-------- SUPPLIED ENTRIES --------
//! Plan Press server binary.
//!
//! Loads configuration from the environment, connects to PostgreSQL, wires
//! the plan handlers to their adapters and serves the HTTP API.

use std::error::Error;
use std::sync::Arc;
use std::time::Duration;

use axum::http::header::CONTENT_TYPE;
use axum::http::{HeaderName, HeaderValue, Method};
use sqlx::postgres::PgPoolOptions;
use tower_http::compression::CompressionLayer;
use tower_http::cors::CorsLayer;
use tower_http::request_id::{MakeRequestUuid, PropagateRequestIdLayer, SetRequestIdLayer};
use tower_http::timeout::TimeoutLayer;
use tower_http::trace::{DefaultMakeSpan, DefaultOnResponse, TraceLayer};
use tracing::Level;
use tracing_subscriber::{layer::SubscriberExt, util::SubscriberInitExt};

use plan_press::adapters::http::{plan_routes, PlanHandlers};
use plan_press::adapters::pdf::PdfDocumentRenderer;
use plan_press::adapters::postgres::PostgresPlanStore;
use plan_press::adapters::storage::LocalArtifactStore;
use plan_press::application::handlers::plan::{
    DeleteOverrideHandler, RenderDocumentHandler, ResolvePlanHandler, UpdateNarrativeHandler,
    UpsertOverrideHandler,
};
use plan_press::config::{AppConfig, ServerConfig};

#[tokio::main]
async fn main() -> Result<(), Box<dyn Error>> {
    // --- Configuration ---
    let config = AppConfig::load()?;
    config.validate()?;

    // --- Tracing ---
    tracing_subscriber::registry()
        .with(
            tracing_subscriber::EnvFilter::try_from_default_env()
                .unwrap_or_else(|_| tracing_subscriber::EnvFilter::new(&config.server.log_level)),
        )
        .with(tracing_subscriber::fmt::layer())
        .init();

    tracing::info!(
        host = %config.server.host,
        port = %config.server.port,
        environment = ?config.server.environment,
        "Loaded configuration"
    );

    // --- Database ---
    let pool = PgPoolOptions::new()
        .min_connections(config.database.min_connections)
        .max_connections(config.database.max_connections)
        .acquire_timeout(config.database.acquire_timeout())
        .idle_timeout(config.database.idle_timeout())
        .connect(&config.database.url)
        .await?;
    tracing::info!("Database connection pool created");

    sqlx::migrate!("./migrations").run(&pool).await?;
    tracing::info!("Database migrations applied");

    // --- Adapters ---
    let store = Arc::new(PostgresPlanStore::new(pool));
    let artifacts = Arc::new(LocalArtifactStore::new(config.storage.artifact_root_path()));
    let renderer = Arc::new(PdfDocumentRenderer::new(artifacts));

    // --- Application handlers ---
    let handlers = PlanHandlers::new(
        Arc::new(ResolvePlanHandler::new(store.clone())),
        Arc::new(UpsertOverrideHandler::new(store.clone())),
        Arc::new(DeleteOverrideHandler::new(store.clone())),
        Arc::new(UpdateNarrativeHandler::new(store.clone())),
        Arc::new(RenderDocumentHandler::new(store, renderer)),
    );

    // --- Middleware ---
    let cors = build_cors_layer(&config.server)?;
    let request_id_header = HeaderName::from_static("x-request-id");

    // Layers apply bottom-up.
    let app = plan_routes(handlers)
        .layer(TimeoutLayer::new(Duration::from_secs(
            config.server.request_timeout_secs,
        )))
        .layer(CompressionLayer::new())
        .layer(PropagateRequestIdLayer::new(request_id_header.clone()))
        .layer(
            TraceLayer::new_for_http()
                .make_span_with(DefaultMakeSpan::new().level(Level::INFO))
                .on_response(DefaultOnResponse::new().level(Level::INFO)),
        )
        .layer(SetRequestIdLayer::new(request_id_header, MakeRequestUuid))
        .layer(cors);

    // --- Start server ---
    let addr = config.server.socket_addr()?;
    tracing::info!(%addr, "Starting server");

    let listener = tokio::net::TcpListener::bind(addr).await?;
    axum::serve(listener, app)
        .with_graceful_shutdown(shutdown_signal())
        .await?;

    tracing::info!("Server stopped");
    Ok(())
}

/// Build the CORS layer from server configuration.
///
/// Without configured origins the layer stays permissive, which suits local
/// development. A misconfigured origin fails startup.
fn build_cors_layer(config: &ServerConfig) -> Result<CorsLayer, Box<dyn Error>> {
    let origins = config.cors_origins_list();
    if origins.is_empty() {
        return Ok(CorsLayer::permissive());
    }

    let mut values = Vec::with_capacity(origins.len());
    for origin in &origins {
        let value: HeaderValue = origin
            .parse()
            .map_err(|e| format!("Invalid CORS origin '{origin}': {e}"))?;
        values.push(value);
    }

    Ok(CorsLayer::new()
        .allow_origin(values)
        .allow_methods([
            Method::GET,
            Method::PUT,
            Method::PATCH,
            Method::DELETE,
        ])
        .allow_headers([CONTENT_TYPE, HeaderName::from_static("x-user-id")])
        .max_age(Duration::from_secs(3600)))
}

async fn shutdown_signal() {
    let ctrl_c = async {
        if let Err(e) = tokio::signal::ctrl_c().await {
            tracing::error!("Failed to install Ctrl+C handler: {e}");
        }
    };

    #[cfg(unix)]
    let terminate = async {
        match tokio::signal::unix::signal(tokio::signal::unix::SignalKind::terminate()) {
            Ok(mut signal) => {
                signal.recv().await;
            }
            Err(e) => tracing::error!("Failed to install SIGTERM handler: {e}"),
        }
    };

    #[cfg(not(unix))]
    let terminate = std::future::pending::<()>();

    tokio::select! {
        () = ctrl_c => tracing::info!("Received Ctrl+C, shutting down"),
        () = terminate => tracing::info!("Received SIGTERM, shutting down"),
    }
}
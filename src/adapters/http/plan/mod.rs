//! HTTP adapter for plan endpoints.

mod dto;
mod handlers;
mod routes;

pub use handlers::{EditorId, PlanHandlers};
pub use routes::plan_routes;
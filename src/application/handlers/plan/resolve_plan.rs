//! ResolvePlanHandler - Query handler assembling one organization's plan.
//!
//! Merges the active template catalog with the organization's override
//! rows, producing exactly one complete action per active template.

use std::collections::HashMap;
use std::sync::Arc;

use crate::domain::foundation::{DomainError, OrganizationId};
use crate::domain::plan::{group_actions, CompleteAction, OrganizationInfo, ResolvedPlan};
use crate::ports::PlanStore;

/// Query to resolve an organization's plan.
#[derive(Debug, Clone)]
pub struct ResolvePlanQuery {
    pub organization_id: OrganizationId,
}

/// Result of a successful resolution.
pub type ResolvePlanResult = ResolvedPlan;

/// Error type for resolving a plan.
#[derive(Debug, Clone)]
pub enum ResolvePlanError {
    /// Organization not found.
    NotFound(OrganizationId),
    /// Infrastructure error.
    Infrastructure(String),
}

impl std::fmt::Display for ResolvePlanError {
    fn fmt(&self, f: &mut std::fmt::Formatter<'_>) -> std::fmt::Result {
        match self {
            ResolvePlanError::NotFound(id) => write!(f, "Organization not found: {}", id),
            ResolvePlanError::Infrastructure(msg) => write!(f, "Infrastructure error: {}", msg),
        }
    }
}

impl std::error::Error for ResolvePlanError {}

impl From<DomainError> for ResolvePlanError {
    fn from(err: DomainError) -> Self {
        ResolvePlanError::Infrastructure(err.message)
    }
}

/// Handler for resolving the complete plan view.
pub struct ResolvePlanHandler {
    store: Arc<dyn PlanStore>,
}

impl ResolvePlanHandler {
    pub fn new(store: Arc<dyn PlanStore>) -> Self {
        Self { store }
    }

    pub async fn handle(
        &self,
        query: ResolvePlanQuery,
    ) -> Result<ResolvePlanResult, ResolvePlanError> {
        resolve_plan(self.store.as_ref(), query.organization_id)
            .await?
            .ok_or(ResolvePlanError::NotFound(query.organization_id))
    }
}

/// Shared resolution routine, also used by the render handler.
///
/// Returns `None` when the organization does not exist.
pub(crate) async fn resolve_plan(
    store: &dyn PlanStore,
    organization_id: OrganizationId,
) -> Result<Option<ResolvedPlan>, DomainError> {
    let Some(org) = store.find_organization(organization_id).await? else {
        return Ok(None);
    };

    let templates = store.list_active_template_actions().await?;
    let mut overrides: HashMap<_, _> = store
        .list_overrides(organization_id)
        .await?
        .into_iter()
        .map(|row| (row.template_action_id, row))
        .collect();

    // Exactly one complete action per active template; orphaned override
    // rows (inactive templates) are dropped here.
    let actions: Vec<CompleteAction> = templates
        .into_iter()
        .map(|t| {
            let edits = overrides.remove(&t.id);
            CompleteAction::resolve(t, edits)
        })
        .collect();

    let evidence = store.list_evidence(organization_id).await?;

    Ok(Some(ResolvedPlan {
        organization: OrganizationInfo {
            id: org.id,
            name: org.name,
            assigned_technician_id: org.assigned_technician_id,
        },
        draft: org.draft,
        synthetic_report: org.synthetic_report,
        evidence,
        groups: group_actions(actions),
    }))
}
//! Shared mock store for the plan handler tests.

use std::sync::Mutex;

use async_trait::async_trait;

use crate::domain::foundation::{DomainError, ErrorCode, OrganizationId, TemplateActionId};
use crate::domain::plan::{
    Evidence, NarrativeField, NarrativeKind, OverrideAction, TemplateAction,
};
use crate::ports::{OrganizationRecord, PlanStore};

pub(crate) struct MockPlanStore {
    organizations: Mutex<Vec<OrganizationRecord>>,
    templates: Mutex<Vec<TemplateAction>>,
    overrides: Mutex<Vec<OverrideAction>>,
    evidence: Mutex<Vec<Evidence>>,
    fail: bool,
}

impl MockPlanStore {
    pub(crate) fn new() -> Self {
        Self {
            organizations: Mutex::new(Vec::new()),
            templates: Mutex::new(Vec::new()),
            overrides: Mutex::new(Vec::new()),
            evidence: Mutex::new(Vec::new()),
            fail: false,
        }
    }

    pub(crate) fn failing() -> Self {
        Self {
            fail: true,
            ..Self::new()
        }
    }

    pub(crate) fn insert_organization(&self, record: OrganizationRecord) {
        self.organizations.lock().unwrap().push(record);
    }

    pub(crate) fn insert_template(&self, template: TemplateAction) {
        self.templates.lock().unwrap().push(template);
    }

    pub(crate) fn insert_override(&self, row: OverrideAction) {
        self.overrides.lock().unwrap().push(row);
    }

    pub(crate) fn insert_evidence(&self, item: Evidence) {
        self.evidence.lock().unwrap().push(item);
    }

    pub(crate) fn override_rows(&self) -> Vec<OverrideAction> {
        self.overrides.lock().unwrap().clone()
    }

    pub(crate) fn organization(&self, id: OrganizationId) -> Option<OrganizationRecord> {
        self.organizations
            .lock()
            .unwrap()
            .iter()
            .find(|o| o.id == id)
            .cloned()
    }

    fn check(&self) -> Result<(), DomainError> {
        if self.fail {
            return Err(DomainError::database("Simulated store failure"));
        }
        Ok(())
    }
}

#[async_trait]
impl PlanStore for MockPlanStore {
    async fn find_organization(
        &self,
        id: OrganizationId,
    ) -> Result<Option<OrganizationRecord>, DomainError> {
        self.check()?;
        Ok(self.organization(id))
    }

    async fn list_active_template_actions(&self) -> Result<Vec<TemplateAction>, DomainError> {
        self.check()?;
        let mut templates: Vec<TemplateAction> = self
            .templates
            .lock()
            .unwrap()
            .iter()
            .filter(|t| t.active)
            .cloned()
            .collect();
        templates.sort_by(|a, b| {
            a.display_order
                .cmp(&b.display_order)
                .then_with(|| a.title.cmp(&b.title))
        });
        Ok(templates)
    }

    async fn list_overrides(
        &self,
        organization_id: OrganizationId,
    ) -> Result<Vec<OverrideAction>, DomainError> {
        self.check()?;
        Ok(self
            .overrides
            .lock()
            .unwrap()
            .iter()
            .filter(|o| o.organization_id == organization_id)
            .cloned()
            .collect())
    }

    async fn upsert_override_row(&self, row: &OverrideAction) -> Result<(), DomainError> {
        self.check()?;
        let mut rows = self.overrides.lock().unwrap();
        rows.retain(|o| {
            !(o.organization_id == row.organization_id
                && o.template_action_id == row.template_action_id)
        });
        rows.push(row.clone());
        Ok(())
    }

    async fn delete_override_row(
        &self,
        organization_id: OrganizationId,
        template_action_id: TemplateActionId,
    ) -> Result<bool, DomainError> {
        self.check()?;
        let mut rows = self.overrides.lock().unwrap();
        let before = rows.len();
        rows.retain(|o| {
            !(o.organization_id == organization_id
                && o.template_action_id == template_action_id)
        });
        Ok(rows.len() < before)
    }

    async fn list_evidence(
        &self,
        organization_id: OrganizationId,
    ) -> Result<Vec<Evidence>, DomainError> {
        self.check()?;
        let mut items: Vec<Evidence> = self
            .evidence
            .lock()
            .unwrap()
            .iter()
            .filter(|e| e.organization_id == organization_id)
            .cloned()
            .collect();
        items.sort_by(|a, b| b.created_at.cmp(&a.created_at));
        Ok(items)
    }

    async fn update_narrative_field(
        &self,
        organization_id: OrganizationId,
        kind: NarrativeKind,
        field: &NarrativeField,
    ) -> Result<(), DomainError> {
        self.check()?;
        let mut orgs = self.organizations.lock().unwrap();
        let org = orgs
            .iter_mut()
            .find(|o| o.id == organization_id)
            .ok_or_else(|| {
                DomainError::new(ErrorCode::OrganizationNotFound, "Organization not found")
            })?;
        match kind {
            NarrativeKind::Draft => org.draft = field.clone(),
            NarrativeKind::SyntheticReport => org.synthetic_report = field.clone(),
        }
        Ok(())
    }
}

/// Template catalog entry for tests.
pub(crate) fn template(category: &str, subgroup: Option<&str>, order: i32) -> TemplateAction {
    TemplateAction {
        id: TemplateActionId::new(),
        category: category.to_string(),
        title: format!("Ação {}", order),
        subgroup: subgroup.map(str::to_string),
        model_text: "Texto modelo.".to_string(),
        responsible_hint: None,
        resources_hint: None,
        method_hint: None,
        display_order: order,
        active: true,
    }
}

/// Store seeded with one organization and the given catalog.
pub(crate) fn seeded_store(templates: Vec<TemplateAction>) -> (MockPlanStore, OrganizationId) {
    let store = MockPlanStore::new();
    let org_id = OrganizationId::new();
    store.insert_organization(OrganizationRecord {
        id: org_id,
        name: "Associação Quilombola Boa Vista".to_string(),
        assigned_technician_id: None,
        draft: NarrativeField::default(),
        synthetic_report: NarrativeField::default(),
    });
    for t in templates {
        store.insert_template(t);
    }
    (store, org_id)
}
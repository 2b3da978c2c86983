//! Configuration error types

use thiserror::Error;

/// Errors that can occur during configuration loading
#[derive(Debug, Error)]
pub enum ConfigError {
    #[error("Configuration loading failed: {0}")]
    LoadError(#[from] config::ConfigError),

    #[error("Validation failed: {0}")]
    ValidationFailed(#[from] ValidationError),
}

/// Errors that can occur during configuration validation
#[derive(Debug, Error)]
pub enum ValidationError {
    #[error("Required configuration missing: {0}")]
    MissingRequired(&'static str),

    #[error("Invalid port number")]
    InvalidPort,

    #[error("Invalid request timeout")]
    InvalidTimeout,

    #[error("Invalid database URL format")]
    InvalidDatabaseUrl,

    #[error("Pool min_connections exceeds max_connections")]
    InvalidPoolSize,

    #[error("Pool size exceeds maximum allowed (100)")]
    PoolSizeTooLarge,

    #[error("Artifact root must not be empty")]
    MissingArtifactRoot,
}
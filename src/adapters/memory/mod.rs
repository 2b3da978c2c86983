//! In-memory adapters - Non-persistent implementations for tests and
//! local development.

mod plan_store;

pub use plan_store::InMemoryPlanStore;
--------
*DIRECTIONS*:
Among the lines above, find those that contain the word "SetRequestIdLayer" and copy them.

*WRITTEN ANSWER*:
use tower_http::request_id::{MakeRequestUuid, PropagateRequestIdLayer, SetRequestIdLayer};
        .layer(SetRequestIdLayer::new(request_id_header, MakeRequestUuid))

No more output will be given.